L’oeuvre est aussi rappel, renvoi, évocation et parfois résumé synthétique de toute une tradition.
Ubudore : -Revenons à l’ histoire de vos tableaux…
Philopata : -De mes oeuvrettes… Survient un moment où la toile commande… et où tout bascule. II me faut lui obéir… je pressens qu’ une limite est dépassée… il me faut soit continuer dans le chemin ouvert ou tout effacer… instant pénible…
Ubudore : -… pénible ?…
Philopata : -C’ est peut être beaucoup dire… mais il est vrai qu’ une certaine tension, qu’ un certain rapport de forces s’ établit désormais entre ce qui n’ est déjà plus une ébauche, et la représentation des possibles qu’ il faut sacrifier… Car créer, c’est choisir et c’est rejeter souvent malgré soi et avec regrets des thèmes, des idées, des formes qui auraient pu convenir tout aussi bien si l ‘oeuvre n’ avait pris cette direction qui maintenant commande qu’on l’ achève et qu’ on en précise définitivement la forme… C’est aussi la phase la moins intéressante qui s’annonce…
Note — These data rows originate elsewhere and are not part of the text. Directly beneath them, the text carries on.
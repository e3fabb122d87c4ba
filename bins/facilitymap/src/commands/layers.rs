//! Layers command - list layers with facility counts

use super::Context;
use anyhow::Result;
use facilitymap_cli::output::{display_width, format_count, Status};
use facilitymap_core::feature::{FeatureCollection, LayerIndex};
use owo_colors::OwoColorize;
use serde::Serialize;
use std::path::Path;

#[derive(Debug, Serialize)]
struct LayerCount<'a> {
    name: &'a str,
    count: usize,
}

#[derive(Debug, Serialize)]
struct LayersOutput<'a> {
    total: usize,
    layers: Vec<LayerCount<'a>>,
}

/// Run layers command
pub fn run(ctx: &Context, data: &Path) -> Result<()> {
    let collection = FeatureCollection::from_path(data)?;
    let index = LayerIndex::build(&collection.features);
    let output = LayersOutput {
        total: collection.len(),
        layers: index
            .counts()
            .into_iter()
            .map(|(name, count)| LayerCount { name, count })
            .collect(),
    };

    if ctx.is_json() {
        return ctx.print_json(&output);
    }

    Status::header("Layers");
    let width = output
        .layers
        .iter()
        .map(|layer| display_width(layer.name))
        .max()
        .unwrap_or(0);
    for layer in &output.layers {
        let pad = " ".repeat(width - display_width(layer.name));
        println!("  {}{pad}  {}", layer.name, layer.count.to_string().green());
    }

    println!();
    println!(
        "  Total: {} in {}",
        format_count(output.total, "facility", "facilities"),
        format_count(output.layers.len(), "layer", "layers")
    );
    Ok(())
}
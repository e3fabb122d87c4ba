//! Polygon containment.

use crate::Coordinate;

const HORIZONTAL_EDGE_EPSILON: f64 = 1e-12;

/// Even-odd ray casting test against an implicitly closed ring.
///
/// Longitude is treated as `x` and latitude as `y`. Rings with fewer than
/// three vertices never contain anything.
pub fn point_in_polygon(point: &Coordinate, ring: &[Coordinate]) -> bool {
    let mut inside = false;
    let mut j = match ring.len() {
        0 => return false,
        n => n - 1,
    };

    for (i, vi) in ring.iter().enumerate() {
        let vj = &ring[j];
        let (xi, yi) = (vi.longitude, vi.latitude);
        let (xj, yj) = (vj.longitude, vj.latitude);

        let crosses = (yi > point.latitude) != (yj > point.latitude)
            && point.longitude
                < (xj - xi) * (point.latitude - yi) / (yj - yi + HORIZONTAL_EDGE_EPSILON) + xi;
        if crosses {
            inside = !inside;
        }
        j = i;
    }

    inside
}

/// Returns the ring with its first vertex repeated at the end, unless it already is.
pub fn close_ring(ring: &[Coordinate]) -> Vec<Coordinate> {
    let mut closed = ring.to_vec();
    if let (Some(first), Some(last)) = (ring.first(), ring.last()) {
        if ring.len() > 1 && first != last {
            closed.push(*first);
        }
    }
    closed
}
//! facilitymap - command-line shell for facility map data
//!
//! Parses shareable shape links, filters facility data against them,
//! searches facilities (optionally with the geocoder) and extracts
//! equipment names from descriptions.

use clap::{Parser, Subcommand};
use facilitymap_core::config::Config;
use facilitymap_core::error::{exit_codes, Error};
use facilitymap_telemetry::TelemetryConfig;
use owo_colors::OwoColorize;
use std::path::PathBuf;
use std::process::ExitCode;

mod commands;

use commands::{equipment, layers, nearby, search, shapes, Context, OutputFormat};

/// Facility map command-line tools
#[derive(Parser)]
#[command(name = "facilitymap")]
#[command(author, version, about, long_about = None)]
#[command(propagate_version = true)]
struct Cli {
    /// Configuration file (default: facilitymap.toml in the working or config directory)
    #[arg(short, long, global = true, env = "FACILITYMAP_CONFIG")]
    config: Option<PathBuf>,

    /// Enable verbose output
    #[arg(short, long, global = true)]
    verbose: bool,

    /// Output format
    #[arg(short, long, global = true, value_enum, default_value_t = OutputFormat::Text)]
    format: OutputFormat,

    #[command(subcommand)]
    command: Commands,
}

#[derive(Subcommand)]
enum Commands {
    /// Parse a shape link and show the shapes it describes
    Shapes {
        /// Query string or full link, e.g. "shape=circle&lat=25&lng=120&radius=50"
        query: String,

        /// Emit the shapes as a GeoJSON FeatureCollection
        #[arg(long)]
        geojson: bool,
    },

    /// List facilities inside or near the shapes of a link
    Nearby {
        /// GeoJSON FeatureCollection with the facility data
        #[arg(short, long)]
        data: PathBuf,

        /// Query string or full link
        query: String,

        /// Only consider facilities in this layer
        #[arg(short, long)]
        layer: Option<String>,

        /// Override the nearby buffer in kilometers
        #[arg(short, long)]
        buffer: Option<f64>,
    },

    /// Search facilities by name and description
    Search {
        /// GeoJSON FeatureCollection with the facility data
        #[arg(short, long)]
        data: PathBuf,

        /// Search text; Traditional and Simplified characters match each other
        query: String,

        /// Top up few local matches with geocoder results
        #[arg(short, long)]
        remote: bool,

        /// Maximum number of results
        #[arg(short, long)]
        max: Option<usize>,
    },

    /// List layers with their facility counts
    Layers {
        /// GeoJSON FeatureCollection with the facility data
        #[arg(short, long)]
        data: PathBuf,
    },

    /// Extract equipment names from a description
    Equipment {
        /// Description text, or "-" to read standard input
        text: String,

        /// Resolve the names through the page-summary service
        #[arg(long)]
        lookup: bool,
    },
}

#[tokio::main]
async fn main() -> ExitCode {
    let cli = Cli::parse();
    let format = cli.format;

    match run(cli).await {
        Ok(()) => ExitCode::SUCCESS,
        Err(e) => {
            report(&e, format);
            exit_code(&e)
        }
    }
}

async fn run(cli: Cli) -> anyhow::Result<()> {
    let config = Config::load(cli.config.as_deref())?;

    let mut telemetry = TelemetryConfig::from(&config.schema.logging);
    if cli.verbose {
        telemetry = telemetry.verbose();
    }
    facilitymap_telemetry::init_with_config(telemetry)?;
    if let Some(path) = &config.path {
        tracing::debug!(path = %path.display(), "Loaded configuration");
    }

    let ctx = Context::new(config.schema, cli.format);

    let result = match cli.command {
        Commands::Shapes { query, geojson } => shapes::run(&ctx, &query, geojson),
        Commands::Nearby { data, query, layer, buffer } => {
            nearby::run(&ctx, &data, &query, layer.as_deref(), buffer)
        }
        Commands::Search { data, query, remote, max } => {
            search::run(&ctx, &data, &query, remote, max).await
        }
        Commands::Layers { data } => layers::run(&ctx, &data),
        Commands::Equipment { text, lookup } => equipment::run(&ctx, &text, lookup).await,
    };

    if let Ok(summary) = serde_json::to_string(&facilitymap_telemetry::metrics().snapshot()) {
        tracing::debug!(
            session_id = facilitymap_telemetry::session_id(),
            metrics = %summary,
            "Run finished"
        );
    }
    result
}

fn report(err: &anyhow::Error, format: OutputFormat) {
    match (format, err.downcast_ref::<Error>()) {
        (OutputFormat::Json, Some(e)) => {
            let report = serde_json::json!({ "error": e.to_report() });
            eprintln!("{report}");
        }
        (OutputFormat::Json, None) => {
            let report = serde_json::json!({ "error": { "message": format!("{err:#}") } });
            eprintln!("{report}");
        }
        (OutputFormat::Text, _) => eprintln!("{} {:#}", "Error:".red().bold(), err),
    }
}

fn exit_code(err: &anyhow::Error) -> ExitCode {
    let code = err
        .downcast_ref::<Error>()
        .map_or(exit_codes::FAILURE, Error::exit_code);
    ExitCode::from(u8::try_from(code).unwrap_or(1))
}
Ubudore :-… celle du travail ?…
Philopata :-… Oui… plus précisément : celle de l’ habileté mécanique… le charme de la naissance n’opère plus, l’ intérêt du lever de rideau est dissipé et il faut malgré tout mener la chose à son terme… l’ artiste fait place à l’ ouvrier…
Patadelphe : -Je comprends votre propos : exit le plaisir du clinamen, l’ excitante contingence des surprises et des rencontres, les fulgurations aléatoires de l’ < inspiration > comme on dit…
… et retour à la banalité d’un monde tout aussi ennuyeux que la récurrence indéfini des motifs d’un objet fractal…
Philopata : -Selon le langage de votre ‘pataphysique Patadelphe … Voilà ce que je peux dire de ce dont j’ai l’ expérience mon cher Ubudore… j’ ai d’ ailleurs bien conscience que c’ est assez convenu…
Patadelphe : – L’ imagination créatrice est donc une faculté fort… énigmatique..
Ubudore: -En effet ; et j’ admire ceux qui prétendent nous en donner une définition … satisfaisante.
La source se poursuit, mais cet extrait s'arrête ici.